Heterogeneity in ERK activity as visualized by in vivo FRET imaging of mammary tumor cells developed in MMTV-Neu mice

• Published in: Oncogene Vol. 34; no. 8; pp. 1051 - 1057
• Main Authors: Kumagai, Y, Naoki, H, Nakasyo, E, Kamioka, Y, Kiyokawa, E, Matsuda, M
• Format: Journal Article
• Language: English
• Published: London Nature Publishing Group UK 19.02.2015; Nature Publishing Group
• Subjects: 631/1647/527/2047; 631/67/1347; 631/67/71; 631/80/86; Animals; Antineoplastic Agents - pharmacokinetics; Apoptosis; Benzamides - pharmacokinetics; Biosensors; Breast cancer; Cancer; Care and treatment; Cell Biology; Cell self-renewal; Cellular biology; Computer Systems; Diagnosis; Diphenylamine - analogs & derivatives; Diphenylamine - pharmacokinetics; Epidermal growth factor; Extracellular signal-regulated kinase; Extracellular Signal-Regulated MAP Kinases - antagonists & inhibitors; Extracellular Signal-Regulated MAP Kinases - metabolism; Female; Fluorescence Resonance Energy Transfer; Genes, erbB-2; Genetic aspects; Human Genetics; Internal Medicine; Mammary gland; Mammary Neoplasms, Experimental - genetics; Mammary Neoplasms, Experimental - metabolism; Mammary Neoplasms, Experimental - pathology; Mammary Tumor Virus, Mouse - genetics; Medicine; Medicine & Public Health; Metabolic pathways; Mice; Mice, Transgenic; Molecular Imaging - methods; Neoplasm Metastasis; Oncology; Physiological aspects; Protein Kinase Inhibitors - pharmacokinetics; Raf protein; Risk factors; short-communication; Stem cell transplantation; Stem cells; Studies; Transgenic animals; Transgenic mice; Tumor cells; Tumors; Japan
• ISSN: 0950-9232; 1476-5594
• DOI: 10.1038/onc.2014.28

Human epidermal growth factor receptor2/Neu, which is overexpressed in about 30% of human breast cancers, transduces growth signals in large part via the Ras–Raf–MEK–ERK pathway.
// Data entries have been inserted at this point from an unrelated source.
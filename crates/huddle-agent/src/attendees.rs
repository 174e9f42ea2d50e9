//! Attendee name resolution against a requester's roster

use async_trait::async_trait;
use serde::{Deserialize, Serialize};

use crate::error::Result;

/// A known contact in the requester's group
#[derive(Debug, Clone, PartialEq, Eq, Serialize, Deserialize)]
pub struct RosterMember {
    pub display_name: String,
    #[serde(default, skip_serializing_if = "Option::is_none")]
    pub contact_address: Option<String>,
    pub phone_identity: String,
}

impl RosterMember {
    pub fn new(
        display_name: impl Into<String>,
        contact_address: Option<&str>,
        phone_identity: impl Into<String>,
    ) -> Self {
        Self {
            display_name: display_name.into(),
            contact_address: contact_address.map(str::to_string),
            phone_identity: phone_identity.into(),
        }
    }
}

/// Source of rosters, keyed by requester identity
#[async_trait]
pub trait RosterProvider: Send + Sync {
    async fn roster_for(&self, identity: &str) -> Result<Vec<RosterMember>>;
}

/// One fixed roster shared by every identity
#[derive(Debug, Clone, Default)]
pub struct StaticRoster {
    members: Vec<RosterMember>,
}

impl StaticRoster {
    pub fn new(members: Vec<RosterMember>) -> Self {
        Self { members }
    }
}

#[async_trait]
impl RosterProvider for StaticRoster {
    async fn roster_for(&self, _identity: &str) -> Result<Vec<RosterMember>> {
        Ok(self.members.clone())
    }
}

/// Outcome of resolving a list of requested names
#[derive(Debug, Clone, Default, PartialEq, Eq, Serialize, Deserialize)]
pub struct AttendeeResolution {
    pub resolved: Vec<String>,
    pub unresolved: Vec<String>,
}

impl AttendeeResolution {
    pub fn is_complete(&self) -> bool {
        self.unresolved.is_empty()
    }
}

fn find_member<'a>(name: &str, candidates: &[&'a RosterMember]) -> Option<&'a RosterMember> {
    let wanted = name.trim().to_lowercase();
    if wanted.is_empty() {
        return None;
    }

    candidates
        .iter()
        .find(|m| m.display_name.to_lowercase() == wanted)
        .or_else(|| {
            candidates.iter().find(|m| {
                let display = m.display_name.to_lowercase();
                !display.is_empty() && (display.contains(&wanted) || wanted.contains(&display))
            })
        })
        .copied()
}

/// Resolve requested names to contact addresses.
///
/// Strings that already look like addresses pass through. Only the requester's
/// own display name is dropped; partial names are matched against the other
/// members. A match without an address stays unresolved.
pub fn resolve_attendees(requested: &[String], roster: &[RosterMember], self_identity: &str) -> AttendeeResolution {
    let (own, others): (Vec<&RosterMember>, Vec<&RosterMember>) =
        roster.iter().partition(|m| m.phone_identity == self_identity);
    let mut resolution = AttendeeResolution::default();

    for name in requested {
        let name = name.trim();
        if name.is_empty() {
            continue;
        }

        if name.contains('@') {
            push_unique(&mut resolution.resolved, name.to_string());
            continue;
        }

        if own.iter().any(|m| m.display_name.trim().eq_ignore_ascii_case(name)) {
            tracing::debug!(name = %name, "skipping requester in attendee list");
            continue;
        }

        match find_member(name, &others) {
            Some(RosterMember {
                contact_address: Some(address),
                ..
            }) => push_unique(&mut resolution.resolved, address.clone()),
            _ => push_unique(&mut resolution.unresolved, name.to_string()),
        }
    }

    resolution
}

fn push_unique(list: &mut Vec<String>, value: String) {
    if !list.iter().any(|v| v.eq_ignore_ascii_case(&value)) {
        list.push(value);
    }
}

/// One-line roster summary for prompts
pub fn roster_summary(roster: &[RosterMember], self_identity: &str) -> String {
    let names: Vec<String> = roster
        .iter()
        .filter(|m| m.phone_identity != self_identity)
        .map(|m| match &m.contact_address {
            Some(address) => format!("{} <{}>", m.display_name, address),
            None => format!("{} (no email on file)", m.display_name),
        })
        .collect();

    if names.is_empty() {
        "(no known contacts)".to_string()
    } else {
        names.join(", ")
    }
}
//! Error types for huddle-agent

use thiserror::Error;

/// Result type alias using huddle-agent Error
pub type Result<T> = std::result::Result<T, Error>;

/// Errors that can occur inside the orchestration engine.
///
/// None of these escape [`Orchestrator::process`](crate::Orchestrator::process);
/// they are caught at the loop boundary and turned into a reply.
#[derive(Error, Debug)]
pub enum Error {
    /// Model overload, rate limit or timeout. Retried with backoff.
    #[error("model provider unavailable: {0}")]
    ProviderTransient(#[source] huddle_ai::Error),

    /// Auth failure, malformed request or unparseable response. Never retried.
    #[error("model provider error: {0}")]
    ProviderPermanent(#[source] huddle_ai::Error),

    /// Registry miss
    #[error("Tool not found: {0}")]
    ToolNotFound(String),

    /// An executor failed
    #[error("Tool '{tool}' failed: {message}")]
    ToolExecutionFailure { tool: String, message: String },

    /// Calendar backend failure
    #[error("calendar error: {0}")]
    Calendar(String),

    /// Conversation persistence failure
    #[error("conversation store error: {0}")]
    Store(String),

    /// Roster lookup failure
    #[error("roster error: {0}")]
    Roster(String),
}

impl Error {
    /// Create a tool execution failure
    pub fn tool_failure(tool: impl Into<String>, message: impl Into<String>) -> Self {
        Self::ToolExecutionFailure {
            tool: tool.into(),
            message: message.into(),
        }
    }

    /// Whether the retry policy may try this operation again
    pub fn is_transient(&self) -> bool {
        matches!(self, Error::ProviderTransient(_))
    }
}

impl From<huddle_ai::Error> for Error {
    fn from(e: huddle_ai::Error) -> Self {
        if e.is_retryable() {
            Error::ProviderTransient(e)
        } else {
            Error::ProviderPermanent(e)
        }
    }
}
Nevertheless, it is a matter of controversy whether high ERK activity in breast cancer tissues correlates with better or worse prognosis, leaving the role of ERK activity in the progression of breast cancers unresolved. To address this issue, we live-imaged ERK activity in mammary tumors developed in mouse mammary tumor virus-Neu transgenic mice, which had been crossed with transgenic mice expressing a Förster resonance energy transfer biosensor for ERK. Observation of the tumor by two-photon microscopy revealed significant heterogeneity in ERK activity among the mammary tumor cells. The level of ERK activity in each cell was stable up to several hours, implying a robust mechanism that maintained the ERK activity within a limited range. By sorting the mammary tumor cells on the basis of their ERK activity, we found that ERK high cells less efficiently generated tumorspheres in vitro and tumors in vivo than did ERK low cells. In agreement with this finding, the expressions of the cancer stem cell markers CD49f, CD24 and CD61 were decreased in ERK high cells. These observations suggest that high ERK activity may suppress the self-renewal of mammary cancer stem cells.